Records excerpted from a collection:
//! Card and address value objects.
//!
//! Both are owned by at most one customer, but only through the customer's
//! membership list. Nothing on an attribute points back at its owner.

use crate::store::Collection;
use serde::de::DeserializeOwned;
use serde::{Deserialize, Serialize};

/// Id list on the customer document that records ownership of one
/// attribute kind.
#[derive(Debug, Clone, Copy, PartialEq, Eq, Hash)]
pub enum MembershipField {
    Cards,
    Addresses,
}

impl MembershipField {
    /// Field name on the customer document.
    pub fn as_str(self) -> &'static str {
        match self {
            Self::Cards => "cards",
            Self::Addresses => "addresses",
        }
    }

    /// Collection holding the attribute documents listed in this field.
    pub fn collection(self) -> Collection {
        match self {
            Self::Cards => Collection::Cards,
            Self::Addresses => Collection::Addresses,
        }
    }

    /// Returns `None` for `customers`, which is not an attribute collection.
    pub fn for_collection(collection: Collection) -> Option<Self> {
        match collection {
            Collection::Cards => Some(Self::Cards),
            Collection::Addresses => Some(Self::Addresses),
            Collection::Customers => None,
        }
    }
}

/// Behaviour shared by the attribute kinds stored beside customers.
pub trait Attribute: Clone + Serialize + DeserializeOwned {
    /// Membership field naming this kind on the customer document.
    const FIELD: MembershipField;

    /// Hex id, empty until persisted.
    fn id(&self) -> &str;

    fn set_id(&mut self, id: String);

    /// Id-only placeholder used when rebuilding a user's lists on read.
    fn stub(id: String) -> Self;
}

/// Payment card.
#[derive(Debug, Clone, Default, PartialEq, Eq, Serialize, Deserialize)]
#[serde(default, rename_all = "camelCase")]
pub struct Card {
    pub long_num: String,
    pub expires: String,
    pub ccv: String,
    #[serde(skip)]
    pub id: String,
}

impl Card {
    pub fn new(
        long_num: impl Into<String>,
        expires: impl Into<String>,
        ccv: impl Into<String>,
    ) -> Self {
        Self {
            long_num: long_num.into(),
            expires: expires.into(),
            ccv: ccv.into(),
            id: String::new(),
        }
    }
}

impl Attribute for Card {
    const FIELD: MembershipField = MembershipField::Cards;

    fn id(&self) -> &str {
        &self.id
    }

    fn set_id(&mut self, id: String) {
        self.id = id;
    }

    fn stub(id: String) -> Self {
        Self {
            id,
            ..Self::default()
        }
    }
}

/// Shipping address.
#[derive(Debug, Clone, Default, PartialEq, Eq, Serialize, Deserialize)]
#[serde(default)]
pub struct Address {
    pub street: String,
    pub number: String,
    pub country: String,
    pub city: String,
    pub postcode: String,
    #[serde(skip)]
    pub id: String,
}

impl Address {
    pub fn new(
        number: impl Into<String>,
        street: impl Into<String>,
        city: impl Into<String>,
        postcode: impl Into<String>,
        country: impl Into<String>,
    ) -> Self {
        Self {
            street: street.into(),
            number: number.into(),
            country: country.into(),
            city: city.into(),
            postcode: postcode.into(),
            id: String::new(),
        }
    }
}

impl Attribute for Address {
    const FIELD: MembershipField = MembershipField::Addresses;

    fn id(&self) -> &str {
        &self.id
    }

    fn set_id(&mut self, id: String) {
        self.id = id;
    }

    fn stub(id: String) -> Self {
        Self {
            id,
            ..Self::default()
        }
    }
}
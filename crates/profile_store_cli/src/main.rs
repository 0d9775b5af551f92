//! Operator entry point for the profile store.
//!
//! # Responsibility
//! - Open a store from `PROFILE_STORE_*` environment configuration.
//! - Run one maintenance subcommand and report plain-text results.
//!
//! Usage: `profile_store <ping|seed|stats|reconcile [user_id]>`

use log::error;
use profile_store_core::fixtures::{seed_demo_profiles, SeedOutcome};
use profile_store_core::{
    default_log_level, init_logging, Collection, DocumentStore, ProfileStore, StoreConfig,
};
use std::process::ExitCode;

const ENV_LOG_LEVEL: &str = "PROFILE_STORE_LOG";
const ENV_LOG_DIR: &str = "PROFILE_STORE_LOG_DIR";
const USAGE: &str = "usage: profile_store <ping|seed|stats|reconcile [user_id]>";

fn main() -> ExitCode {
    let args: Vec<String> = std::env::args().skip(1).collect();
    let Some(command) = args.first() else {
        eprintln!("{USAGE}");
        return ExitCode::from(2);
    };

    let level = std::env::var(ENV_LOG_LEVEL).unwrap_or_else(|_| default_log_level().to_string());
    let log_dir = std::env::var(ENV_LOG_DIR).ok();
    if let Err(err) = init_logging(&level, log_dir.as_deref()) {
        eprintln!("logging disabled: {err}");
    }

    match run(command, &args[1..]) {
        Ok(()) => ExitCode::SUCCESS,
        Err(message) => {
            error!("event=cli_command module=cli status=error command={command} error={message}");
            eprintln!("{message}");
            ExitCode::FAILURE
        }
    }
}

fn run(command: &str, rest: &[String]) -> Result<(), String> {
    let config = StoreConfig::from_env().map_err(|err| err.to_string())?;
    let store = ProfileStore::open(&config).map_err(|err| err.to_string())?;

    match command {
        "ping" => {
            store.ping().map_err(|err| err.to_string())?;
            println!("profile_store ping=ok version={}", profile_store_core::core_version());
        }
        "seed" => match seed_demo_profiles(&store).map_err(|err| err.to_string())? {
            SeedOutcome::Skipped => println!("seed skipped: customers already present"),
            SeedOutcome::Seeded { customers } => println!("seeded {customers} customers"),
        },
        "stats" => {
            for collection in Collection::ALL {
                let count = store
                    .store()
                    .find_all(collection, u32::MAX)
                    .map_err(|err| err.to_string())?
                    .len();
                println!("{collection}={count}");
            }
        }
        "reconcile" => {
            let reports = match rest.first() {
                Some(id) => vec![(
                    id.clone(),
                    store.reconcile_user(id).map_err(|err| err.to_string())?,
                )],
                None => store.reconcile_all().map_err(|err| err.to_string())?,
            };
            for (user_id, report) in reports {
                println!(
                    "{user_id} pruned_cards={} pruned_addresses={}",
                    report.pruned_cards.len(),
                    report.pruned_addresses.len()
                );
            }
        }
        other => return Err(format!("unknown command `{other}`\n{USAGE}")),
    }
    Ok(())
}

--- Work instructions ---
Produce a verbatim copy of each record above.

--- Result for this exercise ---
//! Card and address value objects.
//!
//! Both are owned by at most one customer, but only through the customer's
//! membership list. Nothing on an attribute points back at its owner.

use crate::store::Collection;
use serde::de::DeserializeOwned;
use serde::{Deserialize, Serialize};

/// Id list on the customer document that records ownership of one
/// attribute kind.
#[derive(Debug, Clone, Copy, PartialEq, Eq, Hash)]
pub enum MembershipField {
    Cards,
    Addresses,
}

impl MembershipField {
    /// Field name on the customer document.
    pub fn as_str(self) -> &'static str {
        match self {
            Self::Cards => "cards",
            Self::Addresses => "addresses",
        }
    }

    /// Collection holding the attribute documents listed in this field.
    pub fn collection(self) -> Collection {
        match self {
            Self::Cards => Collection::Cards,
            Self::Addresses => Collection::Addresses,
        }
    }

    /// Returns `None` for `customers`, which is not an attribute collection.
    pub fn for_collection(collection: Collection) -> Option<Self> {
        match collection {
            Collection::Cards => Some(Self::Cards),
            Collection::Addresses => Some(Self::Addresses),
            Collection::Customers => None,
        }
    }
}

/// Behaviour shared by the attribute kinds stored beside customers.
pub trait Attribute: Clone + Serialize + DeserializeOwned {
    /// Membership field naming this kind on the customer document.
    const FIELD: MembershipField;

    /// Hex id, empty until persisted.
    fn id(&self) -> &str;

    fn set_id(&mut self, id: String);

    /// Id-only placeholder used when rebuilding a user's lists on read.
    fn stub(id: String) -> Self;
}

/// Payment card.
#[derive(Debug, Clone, Default, PartialEq, Eq, Serialize, Deserialize)]
#[serde(default, rename_all = "camelCase")]
pub struct Card {
    pub long_num: String,
    pub expires: String,
    pub ccv: String,
    #[serde(skip)]
    pub id: String,
}

impl Card {
    pub fn new(
        long_num: impl Into<String>,
        expires: impl Into<String>,
        ccv: impl Into<String>,
    ) -> Self {
        Self {
            long_num: long_num.into(),
            expires: expires.into(),
            ccv: ccv.into(),
            id: String::new(),
        }
    }
}

impl Attribute for Card {
    const FIELD: MembershipField = MembershipField::Cards;

    fn id(&self) -> &str {
        &self.id
    }

    fn set_id(&mut self, id: String) {
        self.id = id;
    }

    fn stub(id: String) -> Self {
        Self {
            id,
            ..Self::default()
        }
    }
}

/// Shipping address.
#[derive(Debug, Clone, Default, PartialEq, Eq, Serialize, Deserialize)]
#[serde(default)]
pub struct Address {
    pub street: String,
    pub number: String,
    pub country: String,
    pub city: String,
    pub postcode: String,
    #[serde(skip)]
    pub id: String,
}

impl Address {
    pub fn new(
        number: impl Into<String>,
        street: impl Into<String>,
        city: impl Into<String>,
        postcode: impl Into<String>,
        country: impl Into<String>,
    ) -> Self {
        Self {
            street: street.into(),
            number: number.into(),
            country: country.into(),
            city: city.into(),
            postcode: postcode.into(),
            id: String::new(),
        }
    }
}

impl Attribute for Address {
    const FIELD: MembershipField = MembershipField::Addresses;

    fn id(&self) -> &str {
        &self.id
    }

    fn set_id(&mut self, id: String) {
        self.id = id;
    }

    fn stub(id: String) -> Self {
        Self {
            id,
            ..Self::default()
        }
    }
}
filename crates/profile_store_cli/src/main.rs
repository 0d9775b5af551f92
//! Operator entry point for the profile store.
//!
//! # Responsibility
//! - Open a store from `PROFILE_STORE_*` environment configuration.
//! - Run one maintenance subcommand and report plain-text results.
//!
//! Usage: `profile_store <ping|seed|stats|reconcile [user_id]>`

use log::error;
use profile_store_core::fixtures::{seed_demo_profiles, SeedOutcome};
use profile_store_core::{
    default_log_level, init_logging, Collection, DocumentStore, ProfileStore, StoreConfig,
};
use std::process::ExitCode;

const ENV_LOG_LEVEL: &str = "PROFILE_STORE_LOG";
const ENV_LOG_DIR: &str = "PROFILE_STORE_LOG_DIR";
const USAGE: &str = "usage: profile_store <ping|seed|stats|reconcile [user_id]>";

fn main() -> ExitCode {
    let args: Vec<String> = std::env::args().skip(1).collect();
    let Some(command) = args.first() else {
        eprintln!("{USAGE}");
        return ExitCode::from(2);
    };

    let level = std::env::var(ENV_LOG_LEVEL).unwrap_or_else(|_| default_log_level().to_string());
    let log_dir = std::env::var(ENV_LOG_DIR).ok();
    if let Err(err) = init_logging(&level, log_dir.as_deref()) {
        eprintln!("logging disabled: {err}");
    }

    match run(command, &args[1..]) {
        Ok(()) => ExitCode::SUCCESS,
        Err(message) => {
            error!("event=cli_command module=cli status=error command={command} error={message}");
            eprintln!("{message}");
            ExitCode::FAILURE
        }
    }
}

fn run(command: &str, rest: &[String]) -> Result<(), String> {
    let config = StoreConfig::from_env().map_err(|err| err.to_string())?;
    let store = ProfileStore::open(&config).map_err(|err| err.to_string())?;

    match command {
        "ping" => {
            store.ping().map_err(|err| err.to_string())?;
            println!("profile_store ping=ok version={}", profile_store_core::core_version());
        }
        "seed" => match seed_demo_profiles(&store).map_err(|err| err.to_string())? {
            SeedOutcome::Skipped => println!("seed skipped: customers already present"),
            SeedOutcome::Seeded { customers } => println!("seeded {customers} customers"),
        },
        "stats" => {
            for collection in Collection::ALL {
                let count = store
                    .store()
                    .find_all(collection, u32::MAX)
                    .map_err(|err| err.to_string())?
                    .len();
                println!("{collection}={count}");
            }
        }
        "reconcile" => {
            let reports = match rest.first() {
                Some(id) => vec![(
                    id.clone(),
                    store.reconcile_user(id).map_err(|err| err.to_string())?,
                )],
                None => store.reconcile_all().map_err(|err| err.to_string())?,
            };
            for (user_id, report) in reports {
                println!(
                    "{user_id} pruned_cards={} pruned_addresses={}",
                    report.pruned_cards.len(),
                    report.pruned_addresses.len()
                );
            }
        }
        other => return Err(format!("unknown command `{other}`\n{USAGE}")),
    }
    Ok(())
}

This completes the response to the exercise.